You’ve been hired by a new ride-hailing service to help them figure out how many drivers they will need in New York City, one of their initial planned locations. NYC publishes a lot of open data (see this link). Your boss found records of every taxi ride taken in city cabs during 2015 and 2016, and wants you to analyze the data, with a particular look at how taxi usage varies by time of day and weather conditions.
Visit this webpage on the 2016 taxi data, to get familiar with the columns that NYC provides in these datasets. For better or worse, this dataset is HUGE – it has 131 million rows and consumes more than 17GB of space (so don’t download it!). The raw dataset is too big to open easily in Excel or Pyret, so you’re going to work with a summarized version that we have already computed from the raw data.
For this project, you need to answer the following questions about the 2016 taxi data:
To what extent does bad weather affect how many rides people take?
Do numbers of rides and total fares follow similar patterns within each day of the week across the year? In other words, is there a reasonably consistent pattern across all Mondays? What about across Saturdays? And so on.
Are some days of the week more likely than others to have high numbers of rides?
In addition, you need to provide a way to produce tables that summarize statistics about the numbers of rides at different times of day under different weather conditions (the company strategy team will generate these as they do their planning). Specifically, given a table and a function to use to summarize the values for a particular weather condition and time of day, you will need to produce a (Pyret) table of the following form, where each cell contains the number of rides in the given time period on a day with the given weather:
| | Rain | Snow | Clear |
| ---------- | ------ | ------ | ------- |
| Morning | num | ... | ... |
| Afternoon | ... | | |
| Evening | ... | | |
| Night | ... | | |
where num might be the sum of all rides on rainy-day mornings,
or the daily average on rainy-day mornings, etc.
The project will be completed in two stages: Design and Analysis. In the design stage, you will plan the data, tables, and functions that you will need to conduct the analysis during week two. You’ll do little to no coding for the analysis until after you meet with a TA to review your plans. Expectations for each phase are described in separate sections below. At the end of Analysis, you will turn in both a Pyret file with your code and a PDF file describing your findings.
Note: We believe the hardest part of this assignment lies in figuring out what analyses you will do and in creating the tables you need for those analyses. Once you have created the tables, the remaining code should be similar to what you have written for homework and lab. Plan enough time to think out your table and analysis designs.
The following code will load the summarized 2016 taxi data into Pyret:
include tables
include shared-gdrive("cs111-2018.arr", "1XxbD-eg5BAYuufv6mLmEllyg28IR7HeX")
include gdrive-sheets
import math as M
import statistics as S
ssid = "1AU_4pU4PpTdwm1RGJY_XcofNYml-aqla3gFypU5NxzU"

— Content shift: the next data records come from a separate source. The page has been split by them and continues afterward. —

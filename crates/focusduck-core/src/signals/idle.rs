//! Inactivity detection with a warning and an idle threshold.
//!
//! Edge-triggered: each threshold fires once per idle episode and `Active`
//! fires once when input resumes after either of them.

use serde::{Deserialize, Serialize};

#[derive(Debug, Clone, Copy, PartialEq, Eq, Serialize, Deserialize)]
#[serde(rename_all = "lowercase")]
pub enum IdleSignal {
    Warning,
    Idle,
    Active,
}

#[derive(Debug, Clone, Copy, PartialEq, Eq)]
enum Level {
    Active,
    Warned,
    Idle,
}

#[derive(Debug, Clone)]
pub struct IdleDetector {
    warning_ms: u64,
    idle_ms: u64,
    last_activity_ms: u64,
    level: Level,
}

impl IdleDetector {
    pub fn new(warning_secs: u64, idle_secs: u64, now_ms: u64) -> Self {
        Self {
            warning_ms: warning_secs * 1_000,
            idle_ms: idle_secs * 1_000,
            last_activity_ms: now_ms,
            level: Level::Active,
        }
    }

    pub fn is_idle(&self) -> bool {
        self.level == Level::Idle
    }

    pub fn is_warned(&self) -> bool {
        self.level == Level::Warned
    }

    /// Pointer, keyboard or scroll input.
    pub fn record_activity(&mut self, now_ms: u64) -> Option<IdleSignal> {
        self.last_activity_ms = now_ms;
        let was = std::mem::replace(&mut self.level, Level::Active);
        match was {
            Level::Active => None,
            Level::Warned | Level::Idle => Some(IdleSignal::Active),
        }
    }

    /// Thresholds crossed since the last poll, in order.
    pub fn poll(&mut self, now_ms: u64) -> Vec<IdleSignal> {
        let quiet_for = now_ms.saturating_sub(self.last_activity_ms);
        let mut signals = Vec::new();
        if self.level == Level::Active && quiet_for >= self.warning_ms {
            self.level = Level::Warned;
            signals.push(IdleSignal::Warning);
        }
        if self.level == Level::Warned && quiet_for >= self.idle_ms {
            self.level = Level::Idle;
            signals.push(IdleSignal::Idle);
        }
        signals
    }

    /// Back to active without emitting an edge.
    pub fn reset(&mut self, now_ms: u64) {
        self.last_activity_ms = now_ms;
        self.level = Level::Active;
    }
}

#[cfg(test)]
mod tests {
    use super::*;

    #[test]
    fn fires_warning_then_idle_once() {
        let mut detector = IdleDetector::new(30, 60, 0);
        assert!(detector.poll(29_000).is_empty());
        assert_eq!(detector.poll(30_000), vec![IdleSignal::Warning]);
        assert!(detector.poll(45_000).is_empty());
        assert_eq!(detector.poll(60_000), vec![IdleSignal::Idle]);
        assert!(detector.poll(120_000).is_empty());
        assert!(detector.is_idle());
    }

    #[test]
    fn one_poll_can_cross_both_thresholds() {
        let mut detector = IdleDetector::new(30, 60, 0);
        assert_eq!(
            detector.poll(90_000),
            vec![IdleSignal::Warning, IdleSignal::Idle]
        );
    }

    #[test]
    fn activity_resets_and_reports_active_once() {
        let mut detector = IdleDetector::new(30, 60, 0);
        assert_eq!(detector.record_activity(10_000), None);
        assert!(detector.poll(39_000).is_empty());
        assert_eq!(detector.poll(40_000), vec![IdleSignal::Warning]);
        assert_eq!(detector.record_activity(41_000), Some(IdleSignal::Active));
        assert_eq!(detector.record_activity(42_000), None);
        assert!(!detector.is_warned());
    }

    #[test]
    fn reset_is_silent() {
        let mut detector = IdleDetector::new(30, 60, 0);
        detector.poll(60_000);
        detector.reset(61_000);
        assert!(!detector.is_idle());
        assert_eq!(detector.record_activity(62_000), None);
    }
}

ss = load-spreadsheet(ssid) # load spreadsheet
s1 = ss.sheet-by-name("data", true) # get data sheet
taxi-data-long =
load-table:
day, timeframe, num-rides, avg-dist, total-fare
source: s1
end
For weather data, we have extracted data for La Guardia airport in New York City in 2016 (from NOAA) and left it in a Google Sheet. You can access it with the following code:
w-ssid = "1DITBIRW_jpqEpLWACum885KPt5LiNVm-5LZoCmcfBno"
wdata-sheet = load-spreadsheet(w-ssid)
weather-data =
load-table: date, awnd, rain, snow, tavg, tmax, tmin
source: wdata-sheet.sheet-by-name("la-guardia-2016", true)
end
Submit your work for the design check as a PDF file named project-1-design-check.pdf
. You can create a PDF by writing in your favorite word processor (Word, Google Docs, etc) then saving or exporting to PDF. Ask the TAs if you need help with this. Please put both you and your partner’s login information at the top of the file.
Setup and Handin Info
Look at the summarized 2016 taxi data. Contrast the shape of this data to the sample of the original table shown on the NYC website. What operations or steps could produce the summarized data from the original? Write a bulleted list of steps (in English) that explain how to produce the summarized form from the original. If a step corresponds to a specific Pyret tables operation, name the operation.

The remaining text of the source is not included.